Winging It

With my career having been spent frequently lecturing on a stage, I am often asked if I was in many plays during high school or perhaps later in community amateur theater. Nope.

Somehow, I have never been any good at playing a role. I guess I just don’t have the vivid imagination to inhabit another character. There’s only one peculiar character I can do successfully on stage: Elliot Engel, Teacher-Lecturer.

I did have one experience being in a high school play — well, two actually: my First and my Last. It was a minor role in Eugene O’Neil’s Ah, Wilderness!. It was the only comedy O’Neill ever wrote. He is famous for his tragedies. And, no, smart alecks, Ah, Wilderness! was not originally a tragedy until my being in a production of it made it laughable.

I wasn’t bad in the play, and my role was small enough that even if I had been awful, it probably wouldn’t have had much of an effect on the production as a whole. But being on that stage has had a huge effect on me to this day, fifty-five long years later. Well, actually, it was being BACKSTAGE that was the revelation.

And that was because I attended the largest high school in the state of Indiana. Our graduating class was comprised of 930 students. Our high school was brand new and gorgeous, no expense spared due to our size and location in Indianapolis. Our theater-auditorium seated over 1,500, and the stage was so enormous and technically sophisticated that it was rented out by a local opera company.

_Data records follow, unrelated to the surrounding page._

/*
 * Created on Tue Mar 07 2023
 *
 * This file is a part of Skytree
 * Skytree is a free and open-source distributed dataset tree written by
 * Sayan Nandan ("the Author") with the vision to provide an ordered,
 * dynamically rebalancing partition of the keyspace without compromising
 * on correctness or availability.
 *
 * Copyright (c) 2023, Sayan Nandan <ohsayan@outlook.com>
 *
 * This program is free software: you can redistribute it and/or modify
 * it under the terms of the GNU Affero General Public License as published by
 * the Free Software Foundation, either version 3 of the License, or
 * (at your option) any later version.
 *
 * This program is distributed in the hope that it will be useful,
 * but WITHOUT ANY WARRANTY; without even the implied warranty of
 * MERCHANTABILITY or FITNESS FOR A PARTICULAR PURPOSE. See the
 * GNU Affero General Public License for more details.
 *
 * You should have received a copy of the GNU Affero General Public License
 * along with this program. If not, see <https://www.gnu.org/licenses/>.
 *
*/

#[macro_export]
macro_rules! consts {
    ($($(#[$attr:meta])* $ident:ident : $ty:ty = $expr:expr;)*) => {
        $(
            $(#[$attr])*
            const $ident: $ty = $expr;
        )*
    };
    ($($(#[$attr:meta])* $vis:vis $ident:ident : $ty:ty = $expr:expr;)*) => {
        $(
            $(#[$attr])*
            $vis const $ident: $ty = $expr;
        )*
    };
}

#[macro_export]
/// Extract a known variant out of a message that has already been matched by
/// kind; receiving anything else is a wire-level protocol violation
macro_rules! expect_message {
    ($msg:expr, $pat:pat => $out:expr) => {
        match $msg {
            $pat => $out,
            other => {
                return Err($crate::util::Error::internal(format!(
                    "matcher returned a message of the wrong variant: {:?}",
                    other.kind()
                )))
            }
        }
    };
}
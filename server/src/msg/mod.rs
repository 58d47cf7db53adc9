/*
 * Created on Thu Mar 09 2023
 *
 * This file is a part of Skytree
 * Skytree is a free and open-source distributed dataset tree written by
 * Sayan Nandan ("the Author") with the vision to provide an ordered,
 * dynamically rebalancing partition of the keyspace without compromising
 * on correctness or availability.
 *
 * Copyright (c) 2023, Sayan Nandan <ohsayan@outlook.com>
 *
 * This program is free software: you can redistribute it and/or modify
 * it under the terms of the GNU Affero General Public License as published by
 * the Free Software Foundation, either version 3 of the License, or
 * (at your option) any later version.
 *
 * This program is distributed in the hope that it will be useful,
 * but WITHOUT ANY WARRANTY; without even the implied warranty of
 * MERCHANTABILITY or FITNESS FOR A PARTICULAR PURPOSE. See the
 * GNU Affero General Public License for more details.
 *
 * You should have received a copy of the GNU Affero General Public License
 * along with this program. If not, see <https://www.gnu.org/licenses/>.
 *
*/

//! The wire-level message schema.
//!
//! Everything a node can receive travels inside an [`Envelope`]. Transaction
//! traffic is a [`RoleMessage`] stamped with its [`TransactionId`];
//! participant roles are started from a [`ParticipantConfig`], a closed
//! registry of role constructors: building a role from one is a total match,
//! there is no stringly-typed dispatch anywhere.

use crate::ids::{LinkKey, NodeId, TransactionId};
use crate::keyspace::{Interval, Key};
use serde::{Deserialize, Serialize};
use std::collections::BTreeMap;

/// The addressing record used to send to a node
#[derive(Debug, Clone, Copy, PartialEq, Eq, Serialize, Deserialize)]
pub struct NodeHandle {
    pub id: NodeId,
}

impl NodeHandle {
    pub const fn new(id: NodeId) -> Self {
        Self { id }
    }
}

/// A [`NodeHandle`] stamped with a transaction id: messages sent through one
/// are routed to the role that node runs in that transaction
#[derive(Debug, Clone, Copy, PartialEq, Eq, Serialize, Deserialize)]
pub struct RoleHandle {
    pub node: NodeHandle,
    pub transaction_id: TransactionId,
}

impl RoleHandle {
    pub const fn new(node: NodeHandle, transaction_id: TransactionId) -> Self {
        Self {
            node,
            transaction_id,
        }
    }

    pub fn id(&self) -> NodeId {
        self.node.id
    }
}

/// Periodically sent by kids to their parents to summarize the state of the
/// subtree below the sender
#[derive(Debug, Clone, Copy, PartialEq, Serialize, Deserialize)]
pub struct KidSummary {
    /// An estimate of the number of leaves descended from the sender
    pub size: u64,
    /// The number of immediate kids of the sender
    pub n_kids: u64,
    /// The height of the sender
    pub height: u32,
    /// The estimated delivery rate for the sender and all its descendants
    /// combined, in hertz
    pub messages_per_second: f64,
}

impl KidSummary {
    pub fn empty(height: u32) -> Self {
        Self {
            size: 0,
            n_kids: 0,
            height,
            messages_per_second: 0.0,
        }
    }
}

/// The expected load along a subscription
#[derive(Debug, Clone, Copy, PartialEq, Serialize, Deserialize)]
pub struct Load {
    pub messages_per_second: f64,
}

/// Opaque per-dataset payload. It is propagated verbatim to every descendant
/// a dataset spawns; the control plane itself only ever copies it around
#[derive(Debug, Clone, Default, PartialEq, Eq, Serialize, Deserialize)]
pub struct DatasetProgramConfig {
    pub input_link_keys: Vec<LinkKey>,
    pub output_link_keys: Vec<LinkKey>,
}

/// Everything the machine controller needs to create a data node
#[derive(Debug, Clone, Serialize, Deserialize)]
pub struct DataNodeConfig {
    pub id: NodeId,
    /// `None` iff the new node is a root
    pub parent: Option<NodeHandle>,
    pub height: u32,
    pub program_config: DatasetProgramConfig,
    /// The role the new node runs as its first action, if any
    pub start_role: Option<(TransactionId, ParticipantConfig)>,
}

/// The closed registry of participant role constructors
#[derive(Debug, Clone, Serialize, Deserialize)]
pub enum ParticipantConfig {
    /// Initialize a freshly spawned interior (or leaf) node under a parent
    StartDataNode { parent: RoleHandle, interval: Interval },
    /// Like `GrowAbsorber`, but for a node that is just starting up
    NewAbsorber { parent: RoleHandle, interval: Interval },
    /// Adopt all the kids handed over by another role
    GrowAbsorber { parent: RoleHandle },
    /// Hand every kid to an absorber, say goodbye and terminate
    Absorbee { parent: RoleHandle, absorber: RoleHandle },
    /// Switch the parent of a node
    FosterChild {
        old_parent: RoleHandle,
        new_parent: RoleHandle,
    },
    /// Split the local kid set in two and send the right half to an absorber
    SplitNode { parent: RoleHandle, absorber: RoleHandle },
    /// Install a kid set over the whole keyspace on a fresh root
    NewDataset { requester: Option<RoleHandle> },
    /// Run on a new leaf: ask the parent-to-be for a key
    AddLeaf { parent: NodeHandle },
    /// Run on the immediate parent of a joining leaf
    AddLeafParent { kid: RoleHandle, kid_summary: KidSummary },
    /// Prepare a (sub)tree to send `start_subscription` messages
    SendStartSubscription { parent: RoleHandle, link_key: LinkKey },
    /// Prepare a (sub)tree to receive `start_subscription` messages
    ReceiveStartSubscription { requester: RoleHandle, link_key: LinkKey },
}

impl ParticipantConfig {
    /// The display name of the role this config constructs
    pub fn name(&self) -> &'static str {
        match self {
            Self::StartDataNode { .. } => "StartDataNode",
            Self::NewAbsorber { .. } => "NewAbsorber",
            Self::GrowAbsorber { .. } => "GrowAbsorber",
            Self::Absorbee { .. } => "Absorbee",
            Self::FosterChild { .. } => "FosterChild",
            Self::SplitNode { .. } => "SplitNode",
            Self::NewDataset { .. } => "NewDataset",
            Self::AddLeaf { .. } => "AddLeaf",
            Self::AddLeafParent { .. } => "AddLeafParent",
            Self::SendStartSubscription { .. } => "SendStartSubscription",
            Self::ReceiveStartSubscription { .. } => "ReceiveStartSubscription",
        }
    }
}

/// A message between two roles of the same transaction
#[derive(Debug, Clone, Serialize, Deserialize)]
pub enum RoleMessage {
    /// Sent by a kid to its (possibly new) parent to indicate that it is live
    HelloParent {
        kid: RoleHandle,
        kid_summary: Option<KidSummary>,
        interval: Option<Interval>,
    },
    /// Sent by a kid that is leaving its parent for good
    GoodbyeParent,
    /// Tells an absorber which kids to wait for and where its new left
    /// boundary lies
    AbsorbTheseKids {
        kid_ids: Vec<NodeId>,
        left_endpoint: Key,
    },
    /// The absorber is done adopting everything it was promised
    FinishedAbsorbing {
        summary: KidSummary,
        new_interval: Interval,
    },
    /// The splitting node has handed off its right half
    FinishedSplitting { summary: KidSummary },
    /// Assigns a joining leaf its key
    SetLeafKey { key: Key },
    /// Optional acknowledgement of a `NewDataset` request
    StartedDataset { root: RoleHandle },
    /// Request to start a subscription; sent by the side that will produce
    /// the data
    StartSubscription {
        subscriber: RoleHandle,
        link_key: LinkKey,
        load: Load,
        height: u32,
        source_interval: Interval,
        /// Abutting sub-intervals covering `source_interval`, one per kid of
        /// the sender
        kid_intervals: Vec<Interval>,
    },
    /// Reply to `StartSubscription`: the responder advertises its kids and
    /// the interval each of them is responsible for
    SubscriptionStarted {
        link_key: LinkKey,
        leftmost_kids: Vec<RoleHandle>,
        target_intervals: BTreeMap<NodeId, Interval>,
    },
    /// Final word of the sender: which of its kids feed which of the
    /// responder's kids
    SubscriptionEdges {
        edges: BTreeMap<NodeId, Vec<RoleHandle>>,
    },
    /// Tells a sending role which target it should subscribe to
    SubscribeTo { target: RoleHandle, height: u32 },
}

/// The kind of a [`RoleMessage`], used to key listeners and buffers
#[derive(Debug, Clone, Copy, PartialEq, Eq, Hash)]
pub enum MessageKind {
    HelloParent,
    GoodbyeParent,
    AbsorbTheseKids,
    FinishedAbsorbing,
    FinishedSplitting,
    SetLeafKey,
    StartedDataset,
    StartSubscription,
    SubscriptionStarted,
    SubscriptionEdges,
    SubscribeTo,
}

impl RoleMessage {
    pub fn kind(&self) -> MessageKind {
        match self {
            Self::HelloParent { .. } => MessageKind::HelloParent,
            Self::GoodbyeParent => MessageKind::GoodbyeParent,
            Self::AbsorbTheseKids { .. } => MessageKind::AbsorbTheseKids,
            Self::FinishedAbsorbing { .. } => MessageKind::FinishedAbsorbing,
            Self::FinishedSplitting { .. } => MessageKind::FinishedSplitting,
            Self::SetLeafKey { .. } => MessageKind::SetLeafKey,
            Self::StartedDataset { .. } => MessageKind::StartedDataset,
            Self::StartSubscription { .. } => MessageKind::StartSubscription,
            Self::SubscriptionStarted { .. } => MessageKind::SubscriptionStarted,
            Self::SubscriptionEdges { .. } => MessageKind::SubscriptionEdges,
            Self::SubscribeTo { .. } => MessageKind::SubscribeTo,
        }
    }
}

/// Everything a node can receive from another node
#[derive(Debug, Clone, Serialize, Deserialize)]
pub enum NodeMessage {
    /// A message addressed to the role this node runs in the identified
    /// transaction
    Transaction {
        transaction_id: TransactionId,
        message: RoleMessage,
    },
    /// Instructs the node to construct and schedule a participant role
    StartParticipantRole {
        transaction_id: TransactionId,
        role: ParticipantConfig,
    },
    /// Out-of-band summary refresh from a kid
    KidSummary { summary: KidSummary },
}

#[derive(Debug, Clone, Serialize, Deserialize)]
pub struct Envelope {
    pub sender: NodeId,
    pub message: NodeMessage,
}

impl Envelope {
    pub fn new(sender: NodeId, message: NodeMessage) -> Self {
        Self { sender, message }
    }
}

Just walking out from the dressing room to stage-left for my entrance cue took more than thirty seconds.Those two long corridors, branching out from stage left and stage right, are called “the wings.” Please hold onto that information through the next two paragraphs, which I swear are not a digression.

During that fall of my senior year when I appeared in Ah, Wilderness!, I was terribly anxious because I had applied to Brown University and was desperate to attend the following fall. My parents had made it clear that our state school, Indiana University, was outstanding (and outstandingly reasonable for them, of course, due to in-state tuition). There was no cachet at all in going to I.U. But there was oodles of snob appeal if I could tell classmates that, yes, I had been accepted at “Brown” (those of us in-the-know would never add “University”). 

In any case, it seemed to me that the only time I didn’t fret about college admissions was when I was on stage performing, since all my concentration was on remembering the blocking and staying in character. But of course I was still a worry wart when performing because I was scared to death of forgetting my lines. 

There was, however, one place where I was completely at ease: in those backstage wings. As I made the long walk to the stage for each performance and then back again to the dressing room after I exited, I was neither in the tense role of live performance on stage nor quite yet back again in my daily role of angst-ridden teenager. In fact, during those two thirty-second walks, I felt utterly carefree, the exact opposite of being “in limbo”; instead, I was elevated to a state of role-less serenity. And for all my adult life, whenever I am especially fretful, I walk through those backstage wings in my mind and find that same blessed tranquility. 

I was accepted to Brown but with no financial aid, so off I trudged to my state university. And yet from the day I arrived, I adored the campus and my incredible undergraduate experience. I am now an extremely proud Indiana University graduate (those of us in-the-know would never say “The University of Indiana”).

But with all I learned there and during my graduate years at UCLA, it was the serenity lesson backstage in high school that has added such composure to my life. As I walked in those corridors to and from the stage in 1965, I still remember giving silent thanks for the chance to float far above my usual petty concerns. Yes, readers, I was flying “in the wings and on a prayer!”